Private companies: The road to ESG
ESG reporting became mainstream for listed companies. According to a G&A Institute research, 92% of S&P 500® Companies and 70% of Russell 1000® Companies Published Sustainability Reports in 2020. In Europe the figure is even higher. And Asia is catching up fast. The question is not anymore if companies should report but more on how to standardize the ESG landscape to make it transparent and comparable across the world.
And guess what? Exactly the same process is happening for private companies. There are 4 forces shaping the ESG stream for private companies:
- Snowball effect
1/ Snowball effect
In today's globalized world, listed and unlisted companies are part of the same supply chain. ESG compliance is particularly important for suppliers to large (publicly traded) companies, as they can insist that all suppliers ensure (and demonstrate) that their supply chain is ESG compliant. Obviously, the cascading of ESG practices from the bigger listed companies to smaller (non-listed) suppliers is already taking place and will only accelerate.
The snowball effect will as well come from consumers’ behaviors. For private companies selling directly to consumers, the pressure on (documented and transparent) sustainability is already growing.
It has to be expected that other stakeholders (Local Communities, NGOs, Employees) will only contribute to accelerate the speed and size of the ESG snowball.
Widely acknowledging the climate urgency and its link to ESG practices, leaded by the EU and spreading fast all over the world, new sets of national and international regulations are paving the ESG way for private companies.
It is foreseen that by 2023, EU ESG regulations such as the Corporate Sustainability Reporting Directive (CSRD) and the EU Taxonomy Regulation will impact private companies that exceed at least two of the following three criteria:
Balance sheet total: EUR 20 million;
Net turnover: EUR 40 million;
Average number of employees during the financial year: above 250.
These changes are expected to at least quadruple the scope of reporting requirements and cover some 45,000 companies (current rules apply to about 11,000) and their scope is supposed to be expanding to include all small and medium-sized enterprises (SMEs) by 2026.
Switzerland is as well expected to implement its Responsible Business Initiative Counter Proposal aligned with the EU criteria.
Similarly, UK “large” companies are expected to comply with Taskforce on Climate-relate Financial Disclosures (TCFD) by 2022.
As a matter of fact, the regulation landscape will inevitably be enlarged, rather soon than late.

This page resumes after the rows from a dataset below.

//! Storage adapters for conflux.
//!
//! - [`MemoryStore`] implements every configuration port from
//!   `conflux-core` and publishes change notifications.
//! - [`MemoryAuditSink`], [`JsonLinesAuditSink`] and [`FanoutAuditSink`]
//!   implement the audit port.

#![deny(unsafe_code)]

pub mod audit;
pub mod memory;
pub mod seed;

pub use audit::{
    DEFAULT_AUDIT_CAPACITY, FanoutAuditSink, JsonLinesAuditSink, MemoryAuditSink,
};
pub use memory::MemoryStore;
pub use seed::{Seed, SeedError};
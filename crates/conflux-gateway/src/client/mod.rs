//! JSON-RPC client for backend capability servers.
//!
//! Two transports carry the same protocol:
//! - [`StdioTransport`]: newline-delimited JSON over a child process's stdio
//! - [`HttpTransport`]: one POST per message, JSON or single-event SSE reply
//!
//! [`RpcConnection`] performs the `initialize` handshake over either one and
//! implements the [`BackendConnection`] port.

mod http;
mod stdio;

use std::sync::Arc;

use async_trait::async_trait;
use serde::de::DeserializeOwned;
use serde::{Deserialize, Serialize};
use serde_json::{Value, json};

use conflux_core::ports::{BackendConnection, BackendError};
use conflux_core::{PromptRecord, ResourceRecord, ResourceTemplateRecord, ToolRecord};

pub use http::HttpTransport;
pub use stdio::{SpawnSpec, StdioTransport};

/// Upper bound on `nextCursor` pages followed for one list call.
const MAX_LIST_PAGES: usize = 100;

/// Outgoing JSON-RPC 2.0 request.
#[derive(Debug, Serialize)]
struct OutgoingRequest<'a> {
    jsonrpc: &'static str,
    id: u64,
    method: &'a str,
    #[serde(skip_serializing_if = "Option::is_none")]
    params: Option<&'a Value>,
}

/// Outgoing JSON-RPC 2.0 notification.
#[derive(Debug, Serialize)]
struct OutgoingNotification<'a> {
    jsonrpc: &'static str,
    method: &'a str,
    #[serde(skip_serializing_if = "Option::is_none")]
    params: Option<&'a Value>,
}

/// Any message a backend sends: a response, a request or a notification.
#[derive(Debug, Deserialize)]
struct IncomingMessage {
    #[serde(default)]
    id: Option<Value>,
    #[serde(default)]
    method: Option<String>,
    #[serde(default)]
    result: Option<Value>,
    #[serde(default)]
    error: Option<BackendError>,
}

impl IncomingMessage {
    fn is_response(&self) -> bool {
        self.method.is_none() && self.id.is_some()
    }

    /// Turn a response into the call result. Backend errors are kept verbatim.
    fn into_result(self) -> Result<Value, BackendError> {
        if let Some(error) = self.error {
            return Err(error);
        }
        self.result
            .ok_or_else(|| BackendError::transport("Missing result in response"))
    }
}

/// Message framing used by one backend connection.
#[async_trait]
pub trait RpcTransport: Send + Sync {
    /// Send a request and wait for its response.
    ///
    /// Dropping the returned future abandons the request; transports that
    /// can, tell the backend with `notifications/cancelled`.
    async fn request(&self, method: &str, params: Option<Value>) -> Result<Value, BackendError>;

    /// Send a notification (no response expected).
    async fn notify(&self, method: &str, params: Option<Value>) -> Result<(), BackendError>;

    /// Release the process or session. Idempotent.
    async fn close(&self);

    /// Resolves with a reason once the peer is gone. Transports without a
    /// persistent channel never resolve.
    async fn closed(&self) -> String {
        std::future::pending().await
    }
}

/// Identity the gateway presents to backends.
#[derive(Debug, Clone)]
pub struct Handshake {
    pub protocol_version: String,
    pub client_name: String,
    pub client_version: String,
}

/// Server information from initialize.
#[derive(Debug, Clone, Default, Deserialize)]
pub struct ServerInfo {
    pub name: String,
    #[serde(default)]
    pub version: Option<String>,
}

/// Capabilities a backend advertised during initialize.
#[derive(Debug, Clone, Default, Deserialize)]
pub struct ServerCapabilities {
    #[serde(default)]
    pub tools: Option<Value>,
    #[serde(default)]
    pub resources: Option<Value>,
    #[serde(default)]
    pub prompts: Option<Value>,
}

#[derive(Debug, Deserialize)]
struct InitializeResult {
    #[serde(rename = "protocolVersion", default)]
    protocol_version: Option<String>,
    #[serde(rename = "serverInfo", default)]
    server_info: Option<ServerInfo>,
    #[serde(default)]
    capabilities: ServerCapabilities,
}

/// An initialized connection to one backend.
pub struct RpcConnection {
    label: String,
    transport: Arc<dyn RpcTransport>,
    capabilities: ServerCapabilities,
    server_info: Option<ServerInfo>,
}

impl RpcConnection {
    /// Run the `initialize` handshake and send `notifications/initialized`.
    ///
    /// The transport is closed if the handshake fails.
    pub async fn initialize(
        label: impl Into<String>,
        transport: Arc<dyn RpcTransport>,
        handshake: &Handshake,
    ) -> Result<Self, BackendError> {
        let label = label.into();
        let params = json!({
            "protocolVersion": handshake.protocol_version,
            "clientInfo": {
                "name": handshake.client_name,
                "version": handshake.client_version,
            },
            "capabilities": {}
        });

        let result = match transport.request("initialize", Some(params)).await {
            Ok(result) => result,
            Err(e) => {
                transport.close().await;
                return Err(e);
            }
        };
        let init: InitializeResult = match decode(result) {
            Ok(init) => init,
            Err(e) => {
                transport.close().await;
                return Err(e);
            }
        };

        if let Err(e) = transport.notify("notifications/initialized", None).await {
            transport.close().await;
            return Err(e);
        }

        tracing::debug!(
            server = %label,
            protocol_version = init.protocol_version.as_deref().unwrap_or("unknown"),
            backend = init.server_info.as_ref().map_or("unknown", |i| i.name.as_str()),
            "Backend initialized"
        );

        Ok(Self {
            label,
            transport,
            capabilities: init.capabilities,
            server_info: init.server_info,
        })
    }

    pub const fn server_info(&self) -> Option<&ServerInfo> {
        self.server_info.as_ref()
    }

    pub const fn capabilities(&self) -> &ServerCapabilities {
        &self.capabilities
    }

    /// Call a `*/list` method, following `nextCursor` pagination.
    async fn list_paged<T: DeserializeOwned>(
        &self,
        method: &str,
        key: &str,
    ) -> Result<Vec<T>, BackendError> {
        let mut items = Vec::new();
        let mut cursor: Option<String> = None;

        for _ in 0..MAX_LIST_PAGES {
            let params = cursor.as_ref().map(|c| json!({ "cursor": c }));
            let mut result = self.transport.request(method, params).await?;

            if let Some(page) = result.get_mut(key).map(Value::take) {
                let page: Vec<T> = decode(page)?;
                items.extend(page);
            }

            match result.get("nextCursor").and_then(Value::as_str) {
                Some(next) if !next.is_empty() => cursor = Some(next.to_string()),
                _ => return Ok(items),
            }
        }

        tracing::warn!(server = %self.label, method, "Stopped following list pagination");
        Ok(items)
    }
}

fn decode<T: DeserializeOwned>(value: Value) -> Result<T, BackendError> {
    serde_json::from_value(value)
        .map_err(|e| BackendError::transport(format!("Malformed backend response: {e}")))
}

#[async_trait]
impl BackendConnection for RpcConnection {
    async fn list_tools(&self) -> Result<Vec<ToolRecord>, BackendError> {
        if self.capabilities.tools.is_none() {
            return Ok(Vec::new());
        }
        self.list_paged("tools/list", "tools").await
    }

    async fn list_resources(&self) -> Result<Vec<ResourceRecord>, BackendError> {
        if self.capabilities.resources.is_none() {
            return Ok(Vec::new());
        }
        self.list_paged("resources/list", "resources").await
    }

    async fn list_resource_templates(&self) -> Result<Vec<ResourceTemplateRecord>, BackendError> {
        if self.capabilities.resources.is_none() {
            return Ok(Vec::new());
        }
        self.list_paged("resources/templates/list", "resourceTemplates")
            .await
    }

    async fn list_prompts(&self) -> Result<Vec<PromptRecord>, BackendError> {
        if self.capabilities.prompts.is_none() {
            return Ok(Vec::new());
        }
        self.list_paged("prompts/list", "prompts").await
    }

    async fn call_tool(&self, name: &str, arguments: Value) -> Result<Value, BackendError> {
        let params = json!({ "name": name, "arguments": arguments });
        self.transport.request("tools/call", Some(params)).await
    }

    async fn read_resource(&self, uri: &str) -> Result<Value, BackendError> {
        self.transport
            .request("resources/read", Some(json!({ "uri": uri })))
            .await
    }

    async fn get_prompt(&self, name: &str, arguments: Value) -> Result<Value, BackendError> {
        let params = json!({ "name": name, "arguments": arguments });
        self.transport.request("prompts/get", Some(params)).await
    }

    async fn close(&self) {
        self.transport.close().await;
    }

    async fn closed(&self) -> String {
        self.transport.closed().await
    }
}

#[cfg(test)]
mod tests {
    use super::*;
    use std::sync::Mutex;

    /// Transport answering from a script of canned results.
    struct ScriptedTransport {
        replies: Mutex<Vec<(String, Value)>>,
        sent: Mutex<Vec<(String, Option<Value>)>>,
        closed: Mutex<bool>,
    }

    impl ScriptedTransport {
        fn new(replies: Vec<(&str, Value)>) -> Arc<Self> {
            Arc::new(Self {
                replies: Mutex::new(
                    replies
                        .into_iter()
                        .rev()
                        .map(|(m, v)| (m.to_string(), v))
                        .collect(),
                ),
                sent: Mutex::new(Vec::new()),
                closed: Mutex::new(false),
            })
        }
    }

    #[async_trait]
    impl RpcTransport for ScriptedTransport {
        async fn request(&self, method: &str, params: Option<Value>) -> Result<Value, BackendError> {
            self.sent.lock().unwrap().push((method.to_string(), params));
            let (expected, reply) = self
                .replies
                .lock()
                .unwrap()
                .pop()
                .ok_or_else(|| BackendError::transport("no more replies"))?;
            assert_eq!(expected, method);
            if let Some(error) = reply.get("error") {
                return Err(serde_json::from_value(error.clone()).unwrap());
            }
            Ok(reply)
        }

        async fn notify(&self, method: &str, params: Option<Value>) -> Result<(), BackendError> {
            self.sent.lock().unwrap().push((method.to_string(), params));
            Ok(())
        }

        async fn close(&self) {
            *self.closed.lock().unwrap() = true;
        }
    }

    fn handshake() -> Handshake {
        Handshake {
            protocol_version: "2024-11-05".into(),
            client_name: "conflux".into(),
            client_version: "test".into(),
        }
    }

    fn init_reply(capabilities: Value) -> (&'static str, Value) {
        (
            "initialize",
            json!({
                "protocolVersion": "2024-11-05",
                "serverInfo": {"name": "fake"},
                "capabilities": capabilities
            }),
        )
    }

    #[test]
    fn test_outgoing_request_omits_missing_params() {
        let request = OutgoingRequest {
            jsonrpc: "2.0",
            id: 1,
            method: "tools/list",
            params: None,
        };
        let json = serde_json::to_string(&request).unwrap();
        assert!(json.contains("\"method\":\"tools/list\""));
        assert!(!json.contains("params"));
    }

    #[test]
    fn test_incoming_error_kept_verbatim() {
        let raw = r#"{"jsonrpc":"2.0","id":3,"error":{"code":-32001,"message":"nope","data":{"x":1}}}"#;
        let message: IncomingMessage = serde_json::from_str(raw).unwrap();
        assert!(message.is_response());
        let err = message.into_result().unwrap_err();
        assert_eq!(err.code, -32001);
        assert_eq!(err.data, Some(json!({"x": 1})));
    }

    #[tokio::test]
    async fn test_initialize_sends_initialized_notification() {
        let transport = ScriptedTransport::new(vec![init_reply(json!({"tools": {}}))]);
        let connection = RpcConnection::initialize("alpha", transport.clone(), &handshake())
            .await
            .unwrap();

        assert_eq!(connection.server_info().unwrap().name, "fake");
        let sent = transport.sent.lock().unwrap();
        assert_eq!(sent[0].0, "initialize");
        assert_eq!(sent[1].0, "notifications/initialized");
    }

    #[tokio::test]
    async fn test_failed_initialize_closes_transport() {
        let transport = ScriptedTransport::new(vec![(
            "initialize",
            json!({"error": {"code": -32603, "message": "boom"}}),
        )]);
        let result = RpcConnection::initialize("alpha", transport.clone(), &handshake()).await;
        assert_eq!(result.err().unwrap().message, "boom");
        assert!(*transport.closed.lock().unwrap());
    }

    #[tokio::test]
    async fn test_list_tools_follows_cursor() {
        let transport = ScriptedTransport::new(vec![
            init_reply(json!({"tools": {}})),
            (
                "tools/list",
                json!({"tools": [{"name": "a"}], "nextCursor": "p2"}),
            ),
            ("tools/list", json!({"tools": [{"name": "b"}]})),
        ]);
        let connection = RpcConnection::initialize("alpha", transport.clone(), &handshake())
            .await
            .unwrap();

        let tools = connection.list_tools().await.unwrap();
        let names: Vec<_> = tools.iter().map(|t| t.name.as_str()).collect();
        assert_eq!(names, ["a", "b"]);
        assert_eq!(
            transport.sent.lock().unwrap()[3].1,
            Some(json!({"cursor": "p2"}))
        );
    }

    #[tokio::test]
    async fn test_missing_capability_lists_nothing() {
        let transport = ScriptedTransport::new(vec![init_reply(json!({"tools": {}}))]);
        let connection = RpcConnection::initialize("alpha", transport, &handshake())
            .await
            .unwrap();

        assert!(connection.list_prompts().await.unwrap().is_empty());
        assert!(connection.list_resources().await.unwrap().is_empty());
    }
}
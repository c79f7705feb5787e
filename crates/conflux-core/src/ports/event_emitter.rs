//! Event emitter trait for lifecycle event broadcasting.
//!
//! Implementations handle transport details (channels, SSE, ...).

use crate::events::GatewayEvent;

/// Trait for emitting gateway events.
///
/// # Implementations
///
/// - `NoopEmitter` - For tests and contexts without listeners
/// - Adapter-specific implementations (SSE broadcaster)
pub trait GatewayEventEmitter: Send + Sync {
    /// Emit an event. Must not block.
    fn emit(&self, event: GatewayEvent);
}

/// A no-op event emitter for tests and headless contexts.
#[derive(Debug, Clone, Default)]
pub struct NoopEmitter;

impl NoopEmitter {
    pub const fn new() -> Self {
        Self
    }
}

impl GatewayEventEmitter for NoopEmitter {
    fn emit(&self, _event: GatewayEvent) {
        // Intentionally do nothing
    }
}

Most Private Equity firms already include ESG as a non-financial risk to review investment decisions. A survey done by Institutional Limited Partners Association (ILPA) in partnership with Bain & Company* confirms that for more than two-thirds of respondents ESG considerations play a part in organizational investment policies. Around 85% include at least some ESG initiatives, with more than half having fully implemented ESG-specific policies.
What does that mean? In short, access to funding (for growth, projects, investments) will be tied to ESG performance. And this has to be expected not only from Private Equity Investors, but as well from the vast majority of financial actors, from big pension funds down to local banks.
The word survival may appear exaggerated, but it is not. We are living in a vulnerable and uncertain world. Day after day, the probabilities for pandemics, climate disasters, shortages in supply chains or social disruptions are increasing. A focus on ESG helps preparing risk mitigation. In this respect, using ESG as a long-term competitiveness strategy for value creation is key.
It is also a matter of adaptation to the evolving world.
The theory of evolution has taught us that "It is not the strongest of the species that survive, nor the most intelligent, but the one more responsive to change" (Charles Darwin).
In tomorrow’s world, the leading (private) companies will be the ones that were fast enough to adapt to the ESG snowball & regulations, securing their investments and integrating ESG in their strategy to create value for customers, employees, communities and our planet.